The "News Track" item about a U.S. "Hacker Posse" (July 2005) filled me with concern. Hiring computer security experts, including former hackers, to defend U.S. systems is fine, but hiring international hackers to carry out cyberwarfare is a horrible idea in many ways:

The U.S. military touts its hackers as "the best in the world." But the world is populated by innumerable hackers, and it is wrong to believe the U.S. military has command of the most capable ones—or more important—the only capable ones. Most of the viruses and worms that cause serious damage around the world are created by young hackers in countries other than the U.S.

Why would the military assume that hackers recruited from around the world would attack only systems it wants them to attack? Many capable hackers around the world would be quite happy to gain access to skills and tools (and funds) that would enhance their hacking abilities. Once they had them, they'd be just as likely to use them against U.S. systems as against the targets they've been assigned by the U.S. military. They might remain "on our side" for a while, then later—after, say, the U.S. drops them from its payroll—turn against us.

Even if the so-called "elite hackers" recruited into the brigade are all U.S. citizens, why would the U.S. military think it can control them? Hackers are well known for their strong anti-authoritarian beliefs and contrarian behavior. They are "rogue agents" almost by definition. Just like international hackers, American hackers would probably use any tools provided to them against U.S. systems, as well as against their assigned targets.

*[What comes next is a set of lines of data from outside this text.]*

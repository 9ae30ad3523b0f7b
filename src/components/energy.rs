// src/components/energy.rs

use std::fmt;

use serde::{Deserialize, Serialize};

use crate::clock::Timestamp;
use crate::ecs::component::Component;
use crate::protocol::ModuleId;

/// Fixed-point energy in hundredths: 0 is empty, 10000 is 100.00%.
#[derive(Debug, Clone, Copy, PartialEq, Eq, PartialOrd, Ord, Hash, Default, Serialize, Deserialize)]
#[serde(transparent)]
pub struct EnergyAmount(pub u32);

impl EnergyAmount {
    pub const ZERO: EnergyAmount = EnergyAmount(0);

    pub fn hundredths(self) -> u32 {
        self.0
    }
}

impl fmt::Display for EnergyAmount {
    fn fmt(&self, f: &mut fmt::Formatter<'_>) -> fmt::Result {
        write!(f, "{}.{:02}%", self.0 / 100, self.0 % 100)
    }
}

/// Stored energy and the moment it was last written. What is actually
/// available also depends on how much time passed since then, see
/// `logic::rules::energy`.
#[derive(Debug, Clone, Copy, PartialEq, Eq, Serialize, Deserialize)]
pub struct Energy {
    pub value: EnergyAmount,
    pub last_update: Timestamp,
}

impl Energy {
    pub fn full(max: u32, now: Timestamp) -> Self {
        Self { value: EnergyAmount(max), last_update: now }
    }
}

impl Component for Energy {
    const ID: ModuleId = ModuleId::from_static("race.components.Energy");
}
// src/registry/mod.rs
//! Module wiring, role-based access control and pause flags.
//!
//! Systems never see [`GameRegistry`] directly. They are handed an
//! [`Authority`], which is all they need to gate their own calls.

pub mod game_registry;
pub mod roles;

pub use game_registry::GameRegistry;
pub use roles::{Role, RoleTable};

use crate::error::GameError;
use crate::protocol::{Identity, ModuleId};

/// Read-only view of the access-control state.
pub trait Authority {
    fn has_role(&self, role: Role, account: Identity) -> bool;

    /// Whether `system` is stopped, either by the global flag or its own.
    fn is_system_paused(&self, system: &ModuleId) -> bool;

    fn require_role(&self, role: Role, account: Identity) -> Result<(), GameError> {
        if self.has_role(role, account) {
            Ok(())
        } else {
            Err(GameError::MissingRole { role, account })
        }
    }

    fn require_not_paused(&self, system: &ModuleId) -> Result<(), GameError> {
        if self.is_system_paused(system) {
            Err(GameError::Paused)
        } else {
            Ok(())
        }
    }
}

Creating such a force would cause other nations to do the same, possibly producing a hacker arms race. But training and arming hackers is not like caching nuclear or conventional weapons, which remain in their caches unless military commanders order them used. Training hackers is more like arming and training militias in Central America; more like giving AK-47s to angry young men in Kosovo or to child soldiers in the Congo. Those who have been armed and trained run wild, pillaging and looting, going after anyone they feel like. The victims pile up, including more innocents than intended targets. With hackers, the damage won't be just local but global.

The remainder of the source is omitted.